In rats and mice, Leydig cells are formed as two morphologically and functionally different generations. The first generation develops in utero, from undifferentiated stem Leydig cells (SLCs) that differentiate into fetal Leydig cells (FLCs). After birth, SLCs that may differ from the fetal SLCs undergo lineage-specific commitment and give rise to adult Leydig cells (ALCs). The intermediates of ALCs first become apparent by day 11 postpartum. These first-appearing intermediates, progenitor Leydig cells (PLCs), are spindle shaped and identifiable as steroidogenic because they express luteinizing hormone receptor (LHR) and 3beta-hydroxysteroid dehydrogenase (3betaHSD).
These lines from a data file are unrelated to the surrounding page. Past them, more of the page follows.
/// CBC variant of [`encrypt_element_xml`], exercising the padded path
pub fn encrypt_element_xml_cbc(
    element_local: &str,
    plaintext_xml: &str,
    sp_public: &RsaPublicKey,
) -> String {
    use aes::cipher::{block_padding::NoPadding, BlockEncryptMut, KeyIvInit};
    type Aes128CbcEnc = cbc::Encryptor<aes::Aes128>;

    let mut rng = rand::thread_rng();
    let mut content_key = [0u8; 16];
    rng.fill_bytes(&mut content_key);
    let mut iv = [0u8; 16];
    rng.fill_bytes(&mut iv);

    let mut padded = plaintext_xml.as_bytes().to_vec();
    let pad = 16 - (padded.len() % 16);
    padded.extend(std::iter::repeat(pad as u8).take(pad));
    let encrypted = Aes128CbcEnc::new_from_slices(&content_key, &iv)
        .unwrap()
        .encrypt_padded_vec_mut::<NoPadding>(&padded);
    let mut payload = iv.to_vec();
    payload.extend(encrypted);

    let wrapped_key = sp_public
        .encrypt(&mut rng, Oaep::new::<Sha1>(), &content_key)
        .unwrap();

    format!(
        concat!(
            "<saml:Encrypted{local} xmlns:saml=\"urn:oasis:names:tc:SAML:2.0:assertion\">",
            "<xenc:EncryptedData xmlns:xenc=\"http://www.w3.org/2001/04/xmlenc#\">",
            "<xenc:EncryptionMethod Algorithm=\"http://www.w3.org/2001/04/xmlenc#aes128-cbc\"/>",
            "<ds:KeyInfo xmlns:ds=\"http://www.w3.org/2000/09/xmldsig#\">",
            "<xenc:EncryptedKey>",
            "<xenc:EncryptionMethod Algorithm=\"http://www.w3.org/2001/04/xmlenc#rsa-oaep-mgf1p\"/>",
            "<xenc:CipherData><xenc:CipherValue>{key}</xenc:CipherValue></xenc:CipherData>",
            "</xenc:EncryptedKey>",
            "</ds:KeyInfo>",
            "<xenc:CipherData><xenc:CipherValue>{data}</xenc:CipherValue></xenc:CipherData>",
            "</xenc:EncryptedData>",
            "</saml:Encrypted{local}>",
        ),
        local = element_local,
        key = BASE64.encode(wrapped_key),
        data = BASE64.encode(payload),
    )
}

/// Settings matching the fixture defaults, trusting the given certificate
pub fn base_settings(idp: &IdpKeys) -> palisade::Settings {
    palisade::Settings {
        sp_entity_id: SP_ENTITY_ID.to_string(),
        assertion_consumer_service_url: Some(ACS_URL.to_string()),
        idp_entity_id: Some(IDP_ENTITY_ID.to_string()),
        idp_cert: Some(idp.cert_pem.clone()),
        ..palisade::Settings::default()
    }
}

pub fn encode_response(xml: &str) -> String {
    BASE64.encode(xml)
}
The next step in the transition of PLCs to ALCs is the appearance of the immature Leydig cells (ILCs), most commonly seen in the testis during days 28 to 56 postpartum. ILCs have a more abundant smooth endoplasm reticulum (SER), the network of membranes providing a scaffold for steroidogenic enzyme localization, compared to PLCs, but are considered immature because they secrete higher levels of 5alpha-reduced androgen than testosterone. ILCs undergo a final division before ALC steroidogenic function matures by postnatal day 56. ALCs mark the point of maximum differentiation, and at this stage, the Leydig cell secretes testosterone at the highest rate. In this review, trends of gene expression during development of the two Leydig-cell generations, and recent information from gene profiling by microarray, are evaluated. The expression profiles are distinct, indicating that FLCs and ALCs may originate from separate pools of stem cells.